How about coming up with guidelines that won’t be such a nightmare to enforce, even if those guidelines are unacceptable to TRAs? What is Mumsnet without posters? Just because posters don’t get paid, or spend time at headquarters, is it really a good long term strategy to disregard repeated, concerted opinions from the layers of the golden (well, copper at least) eggs?
I just don’t get how a situation where only the TRAs, who want to “queer” our kids, are pleased can be acceptable on what’s supposedly a feminist forum.

Please bring Lang back, and please prioritize the posters. Please create a place where parents can speak freely about the very pressing issues facing our society and children.

Datun · 22/01/2020 18:46

HQ wouldn't know who they were talking to, in terms of people reporting, though. We know, beyond doubt that TRAs are in this for the hugely long-term. They will set up a whole persona. Loads.

One of the ways you can tell whether it's control, is the effect, and the effect is booting out a safeguarding proponent from a massively public parenting website.

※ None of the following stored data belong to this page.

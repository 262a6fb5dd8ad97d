mod config;
mod crypto;
mod db;
mod error;
mod handlers;
mod middleware;
mod models;
mod services;
mod storage;
#[cfg(test)]
mod test_support;

use axum::{
    extract::DefaultBodyLimit,
    routing::{delete, get, post},
    Router,
};
use std::sync::Arc;
use tower_http::cors::{Any, CorsLayer};
use tower_http::trace::TraceLayer;
use tracing_subscriber::{layer::SubscriberExt, util::SubscriberInitExt};

use crate::config::Config;
use crate::crypto::Encryptor;
use crate::db::Database;
use crate::services::maintenance;
use crate::storage::StorageManager;

/// Multipart framing allowance on top of the largest accepted file
const MULTIPART_OVERHEAD: u64 = 1024 * 1024;

/// Application state shared across handlers
#[derive(Clone)]
pub struct AppState {
    pub db: Database,
    pub config: Arc<Config>,
    pub storage: Arc<StorageManager>,
}

#[tokio::main]
async fn main() -> anyhow::Result<()> {
    // Initialize tracing
    tracing_subscriber::registry()
        .with(
            tracing_subscriber::EnvFilter::try_from_default_env()
                .unwrap_or_else(|_| "secureshare=debug,tower_http=debug".into()),
        )
        .with(tracing_subscriber::fmt::layer())
        .init();

    tracing::info!("Starting SecureShare...");

    // Load configuration
    let config = Config::load()?;
    let config = Arc::new(config);
    tracing::info!("Configuration loaded");

    // Initialize database
    let db = Database::new(&config.database.path).await?;
    db.run_migrations().await?;
    tracing::info!("Database initialized");

    // Initialize storage
    let encryptor = Arc::new(Encryptor::from_config(&config.encryption));
    let storage = Arc::new(StorageManager::from_config(&config.storage, encryptor));

    tokio::spawn(maintenance::run_sweep_loop(
        db.clone(),
        storage.as_ref().clone(),
        config.maintenance.clone(),
    ));

    // Create app state
    let state = AppState {
        db,
        config: config.clone(),
        storage,
    };

    // Build router
    let app = create_router(state);

    // Start server
    let addr = format!("{}:{}", config.server.host, config.server.port);
    let listener = tokio::net::TcpListener::bind(&addr).await?;
    tracing::info!("Server listening on {}", addr);

    axum::serve(listener, app).await?;

    Ok(())
}

fn create_router(state: AppState) -> Router {
    // CORS configuration
    let cors = CorsLayer::new()
        .allow_origin(Any)
        .allow_methods(Any)
        .allow_headers(Any);

    let body_limit = state
        .config
        .storage
        .max_file_size
        .saturating_add(MULTIPART_OVERHEAD)
        .min(usize::MAX as u64) as usize;

    // Public routes (no auth required)
    let public_routes = Router::new()
        .route("/health", get(handlers::health))
        .route("/public/share/:token", get(handlers::share::get_public_share))
        .route(
            "/public/share/:token/download",
            get(handlers::share::download_public_share),
        );

    // Protected routes (auth required)
    let protected_routes = Router::new()
        // Files
        .route("/files", get(handlers::file::list_files))
        .route("/files/usage", get(handlers::file::storage_usage))
        .route("/files/upload", post(handlers::file::upload_file))
        .route(
            "/files/:id",
            get(handlers::file::inspect_file).delete(handlers::file::delete_file),
        )
        .route("/files/:id/download", get(handlers::file::download_file))
        .route("/files/:id/preview", get(handlers::file::preview_file))
        // Shares
        .route("/shares", post(handlers::share::create_share))
        .route("/shares/my", get(handlers::share::list_my_shares))
        .route("/shares/:token", delete(handlers::share::delete_share))
        .layer(axum::middleware::from_fn_with_state(
            state.clone(),
            middleware::auth::auth_middleware,
        ));

    // Combine all routes under /api/v1
    Router::new()
        .nest("/api/v1", public_routes.merge(protected_routes))
        .layer(DefaultBodyLimit::max(body_limit))
        .layer(TraceLayer::new_for_http())
        .layer(cors)
        .with_state(state)
}
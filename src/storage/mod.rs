pub mod local;
pub mod memory;
pub mod provider;

pub use local::*;
pub use memory::*;
pub use provider::*;

use std::sync::Arc;

use crate::config::{BackendKind, StorageConfig};
use crate::crypto::Encryptor;

/// Storage manager holding the backend selected at startup
#[derive(Clone)]
pub struct StorageManager {
    backend: Arc<dyn StorageBackend>,
}

impl StorageManager {
    pub fn new(backend: Arc<dyn StorageBackend>) -> Self {
        Self { backend }
    }

    /// Build the configured backend
    pub fn from_config(config: &StorageConfig, encryptor: Arc<Encryptor>) -> Self {
        let backend: Arc<dyn StorageBackend> = match config.backend {
            BackendKind::Local => Arc::new(LocalStorage::new(&config.local_path, encryptor)),
            BackendKind::Memory => Arc::new(MemoryStorage::new(encryptor)),
        };
        tracing::info!("Using {} storage backend", backend.storage_type());
        Self::new(backend)
    }

    pub fn backend(&self) -> &dyn StorageBackend {
        self.backend.as_ref()
    }
}
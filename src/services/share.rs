use base64::{engine::general_purpose::URL_SAFE_NO_PAD, Engine as _};
use chrono::{DateTime, Duration, Utc};
use rand::rngs::OsRng;
use rand::RngCore;
use uuid::Uuid;

use crate::db::Database;
use crate::error::{AppError, Result};
use crate::models::{format_timestamp, FileRecord, ShareGrant, ShareRole};

/// Random bytes behind every share token
const TOKEN_BYTES: usize = 16;
const TOKEN_ATTEMPTS: usize = 10;
/// Ten years; keeps stored expiries inside four-digit RFC 3339 years
pub const MAX_EXPIRY_HOURS: i64 = 24 * 365 * 10;

pub struct ShareService;

impl ShareService {
    /// Generate an unguessable URL-safe token
    pub fn generate_token() -> String {
        let mut bytes = [0u8; TOKEN_BYTES];
        OsRng.fill_bytes(&mut bytes);
        URL_SAFE_NO_PAD.encode(bytes)
    }

    /// Create a share grant on a file the caller owns
    pub async fn create_grant(
        db: &Database,
        file_id: i64,
        owner_id: &str,
        target: Option<String>,
        role: ShareRole,
        expires_hours: Option<i64>,
    ) -> Result<ShareGrant> {
        // Verify file exists and belongs to user
        let file_owner: Option<String> =
            sqlx::query_scalar("SELECT owner_id FROM files WHERE id = ?")
                .bind(file_id)
                .fetch_optional(db.pool())
                .await?;

        let file_owner =
            file_owner.ok_or_else(|| AppError::NotFound("File not found".to_string()))?;
        if file_owner != owner_id {
            return Err(AppError::Permission(
                "Only the file owner can share it".to_string(),
            ));
        }

        let now = Utc::now();
        let expires_at = match expires_hours {
            None => None,
            Some(hours) if hours <= 0 || hours > MAX_EXPIRY_HOURS => {
                return Err(AppError::Validation(format!(
                    "expires_hours must be between 1 and {}",
                    MAX_EXPIRY_HOURS
                )));
            }
            Some(hours) => {
                let expiry = Duration::try_hours(hours)
                    .and_then(|d| now.checked_add_signed(d))
                    .ok_or_else(|| {
                        AppError::Validation("expires_hours is out of range".to_string())
                    })?;
                Some(format_timestamp(expiry))
            }
        };

        let target = target
            .map(|t| t.trim().to_string())
            .filter(|t| !t.is_empty());
        let created_at = format_timestamp(now);

        let mut last_error: Option<sqlx::Error> = None;
        for _ in 0..TOKEN_ATTEMPTS {
            let grant_id = Uuid::new_v4().to_string();
            let token = Self::generate_token();

            let result = sqlx::query(
                r#"
                INSERT INTO shares (
                    id, file_id, created_by, target, role, token, expires_at, created_at
                )
                VALUES (?, ?, ?, ?, ?, ?, ?, ?)
                "#,
            )
            .bind(&grant_id)
            .bind(file_id)
            .bind(owner_id)
            .bind(&target)
            .bind(role.as_str())
            .bind(&token)
            .bind(&expires_at)
            .bind(&created_at)
            .execute(db.pool())
            .await;

            match result {
                Ok(_) => {
                    tracing::info!(
                        file_id,
                        role = role.as_str(),
                        public = target.is_none(),
                        "Share grant created"
                    );
                    return Self::get_grant(db, &grant_id).await;
                }
                Err(sqlx::Error::Database(db_err)) if db_err.is_unique_violation() => {
                    last_error = Some(sqlx::Error::Database(db_err));
                }
                Err(e) => return Err(e.into()),
            }
        }

        Err(AppError::Internal(format!(
            "Failed to generate unique share token: {}",
            last_error
                .as_ref()
                .map(|e| e.to_string())
                .unwrap_or_else(|| "unknown".to_string())
        )))
    }

    /// Get grant by ID
    async fn get_grant(db: &Database, id: &str) -> Result<ShareGrant> {
        sqlx::query_as("SELECT * FROM shares WHERE id = ?")
            .bind(id)
            .fetch_optional(db.pool())
            .await?
            .ok_or_else(|| AppError::NotFound("Share not found".to_string()))
    }

    /// Resolve a token to a live grant
    pub async fn resolve_grant(db: &Database, token: &str) -> Result<Option<ShareGrant>> {
        Self::resolve_grant_at(db, token, Utc::now()).await
    }

    /// Resolve a token as of `now`; expired grants are treated as absent
    pub async fn resolve_grant_at(
        db: &Database,
        token: &str,
        now: DateTime<Utc>,
    ) -> Result<Option<ShareGrant>> {
        let grant: Option<ShareGrant> = sqlx::query_as("SELECT * FROM shares WHERE token = ?")
            .bind(token)
            .fetch_optional(db.pool())
            .await?;

        Ok(grant.filter(|g| !g.is_expired_at(now)))
    }

    /// Resolve a token to its grant and the shared file
    pub async fn resolve_share(
        db: &Database,
        token: &str,
    ) -> Result<Option<(ShareGrant, FileRecord)>> {
        let Some(grant) = Self::resolve_grant(db, token).await? else {
            return Ok(None);
        };

        let file: Option<FileRecord> = sqlx::query_as("SELECT * FROM files WHERE id = ?")
            .bind(grant.file_id)
            .fetch_optional(db.pool())
            .await?;

        Ok(file.map(|f| (grant, f)))
    }

    /// Delete a grant; only the owner of the shared file may do so
    pub async fn revoke_grant(db: &Database, token: &str, owner_id: &str) -> Result<bool> {
        let result = sqlx::query(
            "DELETE FROM shares \
             WHERE token = ? AND file_id IN (SELECT id FROM files WHERE owner_id = ?)",
        )
        .bind(token)
        .bind(owner_id)
        .execute(db.pool())
        .await?;

        let revoked = result.rows_affected() > 0;
        if revoked {
            tracing::info!(owner_id, "Share grant revoked");
        }
        Ok(revoked)
    }

    /// Live grants on files the user owns
    pub async fn list_grants(db: &Database, owner_id: &str) -> Result<Vec<ShareGrant>> {
        let grants: Vec<ShareGrant> = sqlx::query_as(
            r#"
            SELECT s.*
            FROM shares s
            JOIN files f ON s.file_id = f.id
            WHERE f.owner_id = ?
            ORDER BY s.created_at DESC
            "#,
        )
        .bind(owner_id)
        .fetch_all(db.pool())
        .await?;

        let now = Utc::now();
        Ok(grants.into_iter().filter(|g| !g.is_expired_at(now)).collect())
    }

    /// Physically remove grants whose expiry lies before `now`
    pub async fn purge_expired(db: &Database, now: DateTime<Utc>) -> Result<u64> {
        let result =
            sqlx::query("DELETE FROM shares WHERE expires_at IS NOT NULL AND expires_at < ?")
                .bind(format_timestamp(now))
                .execute(db.pool())
                .await?;
        Ok(result.rows_affected())
    }
}
pub mod access;
pub mod file;
pub mod maintenance;
pub mod share;

pub use access::AccessGate;
pub use file::FileService;
pub use share::ShareService;
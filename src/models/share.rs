use chrono::{DateTime, Utc};
use serde::{Deserialize, Serialize};
use sqlx::FromRow;

use crate::models::{parse_timestamp, FileRecord};

/// Role carried by a share grant, ordered by privilege
#[derive(Debug, Clone, Copy, PartialEq, Eq, PartialOrd, Ord, Serialize, Deserialize)]
#[serde(rename_all = "lowercase")]
pub enum ShareRole {
    Viewer,
    Analyzer,
    Owner,
}

impl ShareRole {
    pub fn as_str(&self) -> &'static str {
        match self {
            ShareRole::Viewer => "viewer",
            ShareRole::Analyzer => "analyzer",
            ShareRole::Owner => "owner",
        }
    }

    pub fn from_str(s: &str) -> Option<Self> {
        match s.to_lowercase().as_str() {
            "viewer" => Some(ShareRole::Viewer),
            "analyzer" => Some(ShareRole::Analyzer),
            "owner" => Some(ShareRole::Owner),
            _ => None,
        }
    }

    /// True when this role carries at least the privilege of `required`
    pub fn satisfies(&self, required: ShareRole) -> bool {
        *self >= required
    }
}

/// Share grant model
#[derive(Debug, Clone, FromRow, Serialize)]
pub struct ShareGrant {
    pub id: String,
    pub file_id: i64,
    pub created_by: String,
    pub target: Option<String>,
    pub role: String,
    pub token: String,
    pub expires_at: Option<String>,
    pub created_at: String,
}

impl ShareGrant {
    pub fn get_role(&self) -> Option<ShareRole> {
        ShareRole::from_str(&self.role)
    }

    /// A grant lapses once `now` is past its expiry; an unreadable expiry counts as expired
    pub fn is_expired_at(&self, now: DateTime<Utc>) -> bool {
        match &self.expires_at {
            None => false,
            Some(raw) => match parse_timestamp(raw) {
                Some(expiry) => expiry < now,
                None => true,
            },
        }
    }

    pub fn is_public(&self) -> bool {
        self.target.is_none()
    }
}

/// Request to create a share
#[derive(Debug, Deserialize)]
pub struct CreateShareRequest {
    pub file_id: i64,
    pub target: Option<String>,
    #[serde(default = "default_role")]
    pub role: ShareRole,
    pub expires_hours: Option<i64>,
}

fn default_role() -> ShareRole {
    ShareRole::Viewer
}

/// What a public link reveals about its file
#[derive(Debug, Serialize)]
pub struct PublicShareInfo {
    pub file: FileRecord,
    pub role: String,
    pub expires_at: Option<String>,
}

#[cfg(test)]
mod tests {
    use super::*;
    use crate::models::format_timestamp;
    use chrono::Duration;

    fn grant(expires_at: Option<String>) -> ShareGrant {
        ShareGrant {
            id: "g".into(),
            file_id: 1,
            created_by: "alice".into(),
            target: None,
            role: "viewer".into(),
            token: "t".into(),
            expires_at,
            created_at: format_timestamp(Utc::now()),
        }
    }

    #[test]
    fn roles_are_ordered_by_privilege() {
        assert!(ShareRole::Owner > ShareRole::Analyzer);
        assert!(ShareRole::Analyzer > ShareRole::Viewer);
        assert!(ShareRole::Analyzer.satisfies(ShareRole::Viewer));
        assert!(!ShareRole::Viewer.satisfies(ShareRole::Analyzer));
        assert_eq!(ShareRole::from_str("Analyzer"), Some(ShareRole::Analyzer));
        assert_eq!(ShareRole::from_str("admin"), None);
    }

    #[test]
    fn expiry_is_computed() {
        let now = Utc::now();
        assert!(!grant(None).is_expired_at(now));
        assert!(grant(Some(format_timestamp(now - Duration::seconds(1)))).is_expired_at(now));
        assert!(!grant(Some(format_timestamp(now + Duration::hours(1)))).is_expired_at(now));
        assert!(grant(Some("garbage".into())).is_expired_at(now));
        // Still live at the exact expiry instant
        assert!(!grant(Some(format_timestamp(now))).is_expired_at(now));
        assert!(grant(Some("+13434-09-27T18:06:12.310592Z".into())).is_expired_at(now));
    }

    #[test]
    fn role_defaults_to_viewer() {
        let req: CreateShareRequest = serde_json::from_str(r#"{"file_id": 3}"#).unwrap();
        assert_eq!(req.role, ShareRole::Viewer);
        assert!(req.target.is_none());
    }
}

On the basis of her questioning control.

WotchaTalkinBoutWillis · 22/01/2020 18:47

See when you say "erase women" in the context of this thread, it's rubbish.
What has happened is that MN have banned a poster who has apparently regularly broke TGs and belittled them accusing of being abused...
It comes across as you can't ban as I'm a woman, you're erasing me... um no, I'm a woman doesn't automatically mean you (general you) can say/do what the fuck you like, cos, female.
Maybe you have to have been on the receiving end to have your eyes opened to what goes on on here.

R0wantrees · 22/01/2020 18:49

Once again, may I point out that identifying someone is a victim of coercive control isn't an accusation

Nor is describing patterns or dynamics of abuse.